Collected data

//! NWN2MDK conversion pipeline
//!
//! Drives the external `nw2fbx`/`fbx2nw` converters through a temporary
//! interchange file, handing scene-level I/O to a [`SceneHost`].

pub mod config;
pub mod converter;
pub mod host;
pub mod logging;
pub mod pipeline;
pub mod report;
pub mod staging;

pub use config::PipelineConfig;
pub use converter::{ConverterExit, ConverterInvocation};
pub use host::{DocumentHost, InterchangeOptions, SceneHost};
pub use pipeline::{ExportReport, ExportRequest, ImportReport, ImportRequest, Pipeline};
pub use report::{Report, Severity};
pub use staging::{cleanup, StagedFile, StagingWorkspace};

*Problem statement*:
Collect each line of the entries that has the word "config", copying it in full.

*Solved exercise*:
pub mod config;
pub use config::PipelineConfig;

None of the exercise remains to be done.